Despite several reactors being offline for maintenance, nuclear power provided nearly a fifth of electricity; again, more than was supplied by all fossil fuels.

Heading towards fossil-free electricity

The rise of renewable energy has been a major factor in decarbonising Britain’s electricity, complemented by the incredible fall in coal generation.

Every single coal plant in Britain has sat idle for at least two days a week since the start of spring.

It has been three years since Britain’s first zero-coal hour. A year later came the first full day, and earlier this year we saw the longest coal-free run in history, lasting 18 days. This summer could see the first full month of no coal output if this trend continues.

Fig 2 – Number of hours per week with zero generation from Britain’s coal power stations. Click to view/download.

Attention must now shift from ‘zero coal’ to ‘fossil free’.

Unabated natural gas (without carbon capture and storage) needs to be removed from the grid mix by 2050 to tackle the climate crisis and ensure the UK hits net-zero emissions across the whole economy.

At the start of this decade, Britain’s power system had never operated with less than half of electricity coming from fossil fuels.

As renewables were rolled out across the country the share of fossil fuels has fallen dramatically. By 2014, the grid was able to operate with less than one-third from fossil fuels, and by 2016 it had gone below one-fifth.

On May 26th, the share of fossil fuels in Britain’s electricity fell below 10% for the first time ever.

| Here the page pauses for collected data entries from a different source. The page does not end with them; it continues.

// SPDX-FileCopyrightText: 2026 Sébastien Helleu <flashcode@flashtux.org>
//
// SPDX-License-Identifier: GPL-3.0-or-later

//! Error raised on malformed properties content.

use serde::Serialize;
use thiserror::Error;

/// Reason why the content is malformed.
#[derive(Debug, Clone, Copy, PartialEq, Eq, Hash, Serialize)]
#[serde(rename_all = "kebab-case")]
pub enum Reason {
    /// A line that is not a comment, not blank and has no `=`.
    InvalidLine,

    /// The part before `=` is empty or only whitespace.
    EmptyKey,

    /// The last line of input ends with a continuation backslash.
    UnterminatedContinuation,

    /// A plural group without explicit or implicit `other` value.
    PluralMissingOther,
}

impl std::fmt::Display for Reason {
    fn fmt(&self, f: &mut std::fmt::Formatter) -> std::fmt::Result {
        let s = match self {
            Reason::InvalidLine => "invalid line",
            Reason::EmptyKey => "empty key",
            Reason::UnterminatedContinuation => "unterminated continuation",
            Reason::PluralMissingOther => "plural missing other",
        };
        write!(f, "{s}")
    }
}

/// The only error kind of the parser.
#[derive(Debug, Clone, PartialEq, Eq, Error, Serialize)]
#[error("line {line_number}: {reason}")]
pub struct Malformed {
    pub line_number: usize,
    pub reason: Reason,
    pub text: String,
}

impl Malformed {
    /// Create a new `Malformed` error for the logical line starting at `line_number`.
    pub fn new<S: AsRef<str>>(line_number: usize, reason: Reason, text: S) -> Self {
        Self {
            line_number,
            reason,
            text: text.as_ref().to_string(),
        }
    }
}
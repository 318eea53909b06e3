// SPDX-FileCopyrightText: 2026 Sébastien Helleu <flashcode@flashtux.org>
//
// SPDX-License-Identifier: GPL-3.0-or-later

use std::iter::Peekable;
use std::str::Chars;

pub trait EscapePropertiesExt {
    fn escape_properties(&self) -> String;
    fn unescape_properties(&self) -> String;
}

/// Read up to 4 hex digits after `\u`, return the code and the number of digits read.
fn read_hex4(it: &mut Peekable<Chars<'_>>) -> (u32, usize) {
    let mut code = 0;
    let mut digits = 0;
    while digits < 4 {
        let Some(value) = it.peek().and_then(|c| c.to_digit(16)) else {
            break;
        };
        code = code * 16 + value;
        digits += 1;
        it.next();
    }
    (code, digits)
}

/// Decode a `\uXXXX` sequence (the `\u` being already consumed) and push it to `out`.
///
/// A high surrogate immediately followed by an escaped low surrogate is combined into
/// one character.
fn push_unicode(it: &mut Peekable<Chars<'_>>, out: &mut String) {
    let (code, digits) = read_hex4(it);
    if digits == 0 {
        return;
    }
    if (0xD800..0xDC00).contains(&code) {
        let mut ahead = it.clone();
        if ahead.next() == Some('\\') && ahead.next() == Some('u') {
            let (low, low_digits) = read_hex4(&mut ahead);
            if low_digits == 4 && (0xDC00..0xE000).contains(&low) {
                let combined = 0x10000 + ((code - 0xD800) << 10) + (low - 0xDC00);
                out.push(char::from_u32(combined).unwrap_or(char::REPLACEMENT_CHARACTER));
                *it = ahead;
                return;
            }
        }
    }
    out.push(char::from_u32(code).unwrap_or(char::REPLACEMENT_CHARACTER));
}

impl EscapePropertiesExt for str {
    /// Escape special characters in a string for properties file format.
    ///
    /// Leading and trailing spaces are escaped so they survive the trimming of values.
    fn escape_properties(&self) -> String {
        let mut out = String::with_capacity(self.len() * 2);
        let first_kept = self.len() - self.trim_start_matches([' ', '\t']).len();
        let last_kept = self.trim_end_matches([' ', '\t']).len();
        for (idx, ch) in self.char_indices() {
            match ch {
                '\n' => out.push_str("\\n"),
                '\r' => out.push_str("\\r"),
                '\t' => out.push_str("\\t"),
                '\\' => out.push_str("\\\\"),
                ' ' if idx < first_kept || idx >= last_kept => out.push_str("\\u0020"),
                c if c.is_control() => out.push_str(&format!("\\u{:04X}", u32::from(c))),
                _ => out.push(ch),
            }
        }
        out
    }

    /// Unescape special character sequences in a value read from a properties file.
    fn unescape_properties(&self) -> String {
        let mut out = String::with_capacity(self.len());
        let mut it = self.chars().peekable();
        while let Some(ch) = it.next() {
            if ch != '\\' {
                out.push(ch);
                continue;
            }
            match it.next() {
                Some('n') => out.push('\n'),
                Some('r') => out.push('\r'),
                Some('t') => out.push('\t'),
                Some('u') => push_unicode(&mut it, &mut out),
                Some(other) => out.push(other),
                None => {}
            }
        }
        out
    }
}
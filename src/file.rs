// SPDX-FileCopyrightText: 2026 Sébastien Helleu <flashcode@flashtux.org>
//
// SPDX-License-Identifier: GPL-3.0-or-later

//! Read and parse a localization file.

use std::path::Path;

use serde::Serialize;
use thiserror::Error;

use propexam::props::{IniFile, Malformed, Properties, parse, parse_ini, source::Source};

use crate::config::{FileMode, Settings};

/// Error when a file can not be read or parsed.
#[derive(Debug, Error)]
pub enum FileError {
    #[error("could not read file: {0}")]
    Read(#[from] std::io::Error),

    #[error("{0}")]
    Parse(#[from] Malformed),
}

/// Content of a parsed file.
#[derive(Debug, Serialize)]
#[serde(untagged)]
pub enum ParsedFile {
    Properties(Properties),
    Ini(IniFile),
}

/// Parse the content of a file with the given syntax.
pub fn parse_content(
    data: &[u8],
    mode: FileMode,
    settings: &Settings,
) -> Result<ParsedFile, Malformed> {
    let source = Source::decode(data, settings.encoding);
    match mode {
        FileMode::Properties => Ok(ParsedFile::Properties(parse(source.lines())?)),
        FileMode::Ini => Ok(ParsedFile::Ini(parse_ini(source.lines())?)),
    }
}

/// Read and parse a file, the syntax being given by the settings.
pub fn parse_file(path: &Path, settings: &Settings) -> Result<ParsedFile, FileError> {
    let data = std::fs::read(path)?;
    Ok(parse_content(&data, settings.file_mode(path), settings)?)
}
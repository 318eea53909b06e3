// SPDX-FileCopyrightText: 2026 Sébastien Helleu <flashcode@flashtux.org>
//
// SPDX-License-Identifier: GPL-3.0-or-later

//! Implementation of the `duplicates` rule: check keys defined more than once.

use propexam::props::entry::Entry;

use crate::checker::Checker;
use crate::diagnostic::Severity;
use crate::rules::rule::RuleChecker;

pub struct DuplicatesRule {}

impl RuleChecker for DuplicatesRule {
    fn name(&self) -> &'static str {
        "duplicates"
    }

    fn is_default(&self) -> bool {
        true
    }

    fn severity(&self) -> Severity {
        Severity::Warning
    }

    /// Check for keys (or plural forms of a key) defined more than once.
    ///
    /// The last definition is the one used, the previous ones are silently lost.
    /// A plain value and the `other` plural form of the same key are the same
    /// definition.
    ///
    /// Wrong entries:
    /// ```text
    /// title = Titre
    /// title = Nouveau titre
    /// ```
    ///
    /// Correct entry:
    /// ```text
    /// title = Nouveau titre
    /// ```
    ///
    /// Diagnostics reported with severity [`warning`](Severity::Warning):
    /// - `duplicate key 'xxx' (first defined on line #)`
    fn check_entry(&self, checker: &mut Checker, entry: &Entry) {
        if let Some(line_number) = checker.previous_line() {
            checker.report_entry(
                format!(
                    "duplicate key '{}' (first defined on line {line_number})",
                    entry.full_key()
                ),
                entry,
                &[],
            );
        }
    }
}
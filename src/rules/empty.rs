// SPDX-FileCopyrightText: 2026 Sébastien Helleu <flashcode@flashtux.org>
//
// SPDX-License-Identifier: GPL-3.0-or-later

//! Implementation of the `empty` rule: check empty values.

use propexam::props::entry::Entry;

use crate::checker::Checker;
use crate::diagnostic::Severity;
use crate::rules::rule::RuleChecker;

pub struct EmptyRule {}

impl RuleChecker for EmptyRule {
    fn name(&self) -> &'static str {
        "empty"
    }

    fn is_default(&self) -> bool {
        false
    }

    fn severity(&self) -> Severity {
        Severity::Info
    }

    /// Check for empty values.
    ///
    /// This rule is not enabled by default: an empty value is valid and sometimes
    /// intended.
    ///
    /// Wrong entry:
    /// ```text
    /// title =
    /// ```
    ///
    /// Correct entry:
    /// ```text
    /// title = Titre
    /// ```
    ///
    /// Diagnostics reported with severity [`info`](Severity::Info):
    /// - `empty value`
    fn check_entry(&self, checker: &mut Checker, entry: &Entry) {
        if entry.value.is_empty() {
            checker.report_entry("empty value".to_string(), entry, &[]);
        }
    }
}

Fig 3 – The record minimum share of fossil fuels in Britain’s electricity mix over the last decade, with projections of the current trend to 2025. Click to view/download.

This record could have gone further though. During the afternoon, 600 MW of wind power was shed – enough to power half a million homes.

National Grid had to turn off a tenth of Scotland’s wind farms to keep the system stable and secure.

This wind power had to be replaced by gas, biomass and hydro plants elsewhere in the country, as these were located closer to demand centres, and could be fully controlled at short notice. This turn-down coincides with ten straight hours where power prices were zero or negative, going down to a minimum of –£71/MWh in the afternoon. National Grid’s bill for balancing the system that day alone came to £6.6m.

If the power system could have coped with all the renewable energy being generated, fossil fuels would have been pushed down to just 8% of the generation mix.

This highlights the challenges that National Grid face in their ambition to run a zero carbon power system by 2025 – and the tangible benefits that could already be realised today. If the trend of the last decade continues, Britain could be on course for its first ‘fossil-free’ hour as early as 2023. This will only be possible if the technical issues around voltage and inertia at times of high wind output can be tackled with new low-carbon technologies.

Other countries are grappling with questions about whether renewables can be relied on to replace coal and gas. Britain is proof that renewables can achieve things that weren’t imaginable just a decade ago.

Zero carbon electricity is “the job that can’t wait”. Britain only has a few more years to wait before the first “fossil-free” hours become a reality.


[1] Over the last decade, the carbon intensity of electricity generation in Britain has fallen faster than in any other major economy. Source: Energy Revolution: Global Outlook.

[2] In the 12 months to July 2019 carbon dioxide emissions from electricity generation totalled 60.5 million tonnes. In the 12 months to July 2013 these emissions were 160.2 million tonnes. Both figures include emissions from imported electricity, and from producing and transporting biomass. See Electric Insights and our peer-reviewed methodology paper for details of the calculation.

[3] In 2017 the UK’s cars emitted 70 million tonnes of CO2 and light-duty vehicles emitted 19 million tonnes. Source: BEIS Final greenhouse gas emissions statistics.

[4] Electric Insights now provides data on the split between onshore and offshore wind farms. Typically, around 2/3 of the country’s wind power comes from its onshore wind farms.